* TASK TO COMPLETE *
Tally up the lines below that carry the word "stdout", answering with the figure alone.

* RECORDS FOR THE TASK *
▬▬▬

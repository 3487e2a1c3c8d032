//! Core trait definitions

mod connection;
mod upload;

pub use connection::MessageSink;
pub use upload::Uploader;
//! Exec command implementation

use std::io::Write;

use anyhow::Result;

use rx_core::{ExecutableId, SessionView};

use crate::client::{open_client, require_session, ClientOptions};
use crate::output::{format_exit, print_error};

/// Find an executable by id, falling back to a unique name match
pub fn resolve_executable(view: &SessionView, target: &str) -> Result<ExecutableId> {
    let id = ExecutableId::new(target);
    if view.executables().iter().any(|e| e.id == id) {
        return Ok(id);
    }

    let mut by_name = view.executables().iter().filter(|e| e.name == target);
    match (by_name.next(), by_name.next()) {
        (Some(executable), None) => Ok(executable.id.clone()),
        (Some(_), Some(_)) => anyhow::bail!(
            "Several executables are named '{}'; use the id instead",
            target
        ),
        (None, _) => anyhow::bail!(
            "No executable '{}'. Run 'rexec list' to see what is deployed",
            target
        ),
    }
}

/// Run an executable and relay its output.
///
/// Returns the remote exit code.
pub async fn exec_command(options: &ClientOptions, target: &str, args: &[String]) -> Result<i32> {
    let client = open_client(options).await?;
    let view = client.view();

    let id = match require_session(&view).and_then(|_| resolve_executable(&view, target)) {
        Ok(id) => id,
        Err(e) => {
            client.close().await;
            return Err(e);
        }
    };

    let result = client
        .handle
        .execute_and_wait(&id, args, client.config.reply_timeout)
        .await;
    client.close().await;

    let output = result?;
    let mut stdout = std::io::stdout();
    stdout.write_all(output.stdout.as_bytes())?;
    stdout.flush()?;
    let mut stderr = std::io::stderr();
    stderr.write_all(output.stderr.as_bytes())?;
    stderr.flush()?;

    if output.exit_code != 0 {
        print_error(&format_exit(&output));
    } else {
        tracing::info!("{}", format_exit(&output));
    }

    Ok(output.exit_code)
}
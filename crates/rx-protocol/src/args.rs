//! Argument encoding for `execute` requests
//!
//! The backend receives arguments as one string joined by [`ARG_DELIMITER`].
//! An argument that itself contains the delimiter cannot be represented, so
//! encoding rejects it instead of silently splitting it in two.
//!
//! The encoding is also lossy for a lone empty argument: `[""]` and `[]` both
//! encode to `""`, which decodes to no arguments.

use crate::error::ProtocolError;

/// Separator between arguments on the wire
pub const ARG_DELIMITER: char = ';';

/// Join arguments for transmission
pub fn encode_args<S: AsRef<str>>(args: &[S]) -> Result<String, ProtocolError> {
    for (index, arg) in args.iter().enumerate() {
        let arg = arg.as_ref();
        if arg.contains(ARG_DELIMITER) {
            return Err(ProtocolError::UnencodableArgument {
                index,
                arg: arg.to_string(),
                delimiter: ARG_DELIMITER,
            });
        }
    }

    let parts: Vec<&str> = args.iter().map(AsRef::as_ref).collect();
    Ok(parts.join(ARG_DELIMITER.to_string().as_str()))
}

/// Split a wire argument string back into its parts
pub fn decode_args(encoded: &str) -> Vec<String> {
    if encoded.is_empty() {
        return Vec::new();
    }
    encoded.split(ARG_DELIMITER).map(String::from).collect()
}
//! rx-protocol: Wire protocol for the rexec remote execution service
//!
//! This crate defines the JSON messages exchanged with the backend over the
//! WebSocket connection, the identifier types they carry, and the argument
//! encoding used by `execute` requests.

pub mod args;
pub mod error;
pub mod ids;
pub mod message;

pub use args::{decode_args, encode_args, ARG_DELIMITER};
pub use error::ProtocolError;
pub use ids::{ConnectionId, ExecutableId};
pub use message::{Executable, ExecutionOutput, Inbound, Outbound};
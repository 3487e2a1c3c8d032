//! Coordinator state and snapshot publication

use tokio::sync::watch;

use rx_core::SessionView;

/// The coordinator's owned state.
///
/// The current value lives inside a watch channel so every mutation is
/// published to subscribers as a fresh [`SessionView`]. Observers only ever
/// see complete snapshots.
#[derive(Debug)]
pub struct ClientState {
    tx: watch::Sender<SessionView>,
}

impl ClientState {
    pub fn new() -> Self {
        let (tx, _rx) = watch::channel(SessionView::default());
        Self { tx }
    }

    /// Copy of the current state
    pub fn snapshot(&self) -> SessionView {
        self.tx.borrow().clone()
    }

    /// Receiver notified after every change
    pub fn subscribe(&self) -> watch::Receiver<SessionView> {
        self.tx.subscribe()
    }

    /// Read the current state without copying it
    pub fn read<R>(&self, f: impl FnOnce(&SessionView) -> R) -> R {
        f(&self.tx.borrow())
    }

    /// Mutate the state, notifying subscribers only if something changed
    pub fn update<R>(&self, f: impl FnOnce(&mut SessionView) -> R) -> R {
        let mut view = self.snapshot();
        let result = f(&mut view);
        if *self.tx.borrow() != view {
            self.tx.send_replace(view);
        }
        result
    }
}

impl Default for ClientState {
    fn default() -> Self {
        Self::new()
    }
}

▬▬▬

* RESULT OF THE EXERCISE *
3